THE PROBLEM: Will you quote precisely the lines that run from the top of the material below to the line containing "interp = Interpreter::from_config(&TermfolioConfig::default());", both ends included?
********************
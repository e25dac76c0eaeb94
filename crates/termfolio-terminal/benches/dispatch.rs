//! Benchmarks for interpreter dispatch and completion.

use criterion::{BenchmarkId, Criterion, criterion_group, criterion_main};
use termfolio_terminal::Interpreter;
use termfolio_types::config::TermfolioConfig;

fn bench_execute(c: &mut Criterion) {
    let mut group = c.benchmark_group("execute");
    let config = TermfolioConfig::default();

    for line in ["help", "cat about.txt", "sudo rm -rf /", "git status", "nope"] {
        group.bench_function(BenchmarkId::new("line", line), |b| {
            let mut interp = Interpreter::from_config(&config);
            b.iter(|| interp.execute(line));
        });
    }

    group.finish();
}

fn bench_complete(c: &mut Criterion) {
    let interp = Interpreter::from_config(&TermfolioConfig::default());
    c.bench_function("complete_command", |b| b.iter(|| interp.complete("neo")));
    c.bench_function("complete_file", |b| b.iter(|| interp.complete("cat ed")));
}

criterion_group!(benches, bench_execute, bench_complete);
criterion_main!(benches);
********************
ANSWER SECTION:
repository e25dac76c0eaeb94
filename crates/termfolio-terminal/benches/dispatch.rs
//! Benchmarks for interpreter dispatch and completion.

use criterion::{BenchmarkId, Criterion, criterion_group, criterion_main};
use termfolio_terminal::Interpreter;
use termfolio_types::config::TermfolioConfig;

fn bench_execute(c: &mut Criterion) {
    let mut group = c.benchmark_group("execute");
    let config = TermfolioConfig::default();

    for line in ["help", "cat about.txt", "sudo rm -rf /", "git status", "nope"] {
        group.bench_function(BenchmarkId::new("line", line), |b| {
            let mut interp = Interpreter::from_config(&config);
            b.iter(|| interp.execute(line));
        });
    }

    group.finish();
}

fn bench_complete(c: &mut Criterion) {
    let interp = Interpreter::from_config(&TermfolioConfig::default());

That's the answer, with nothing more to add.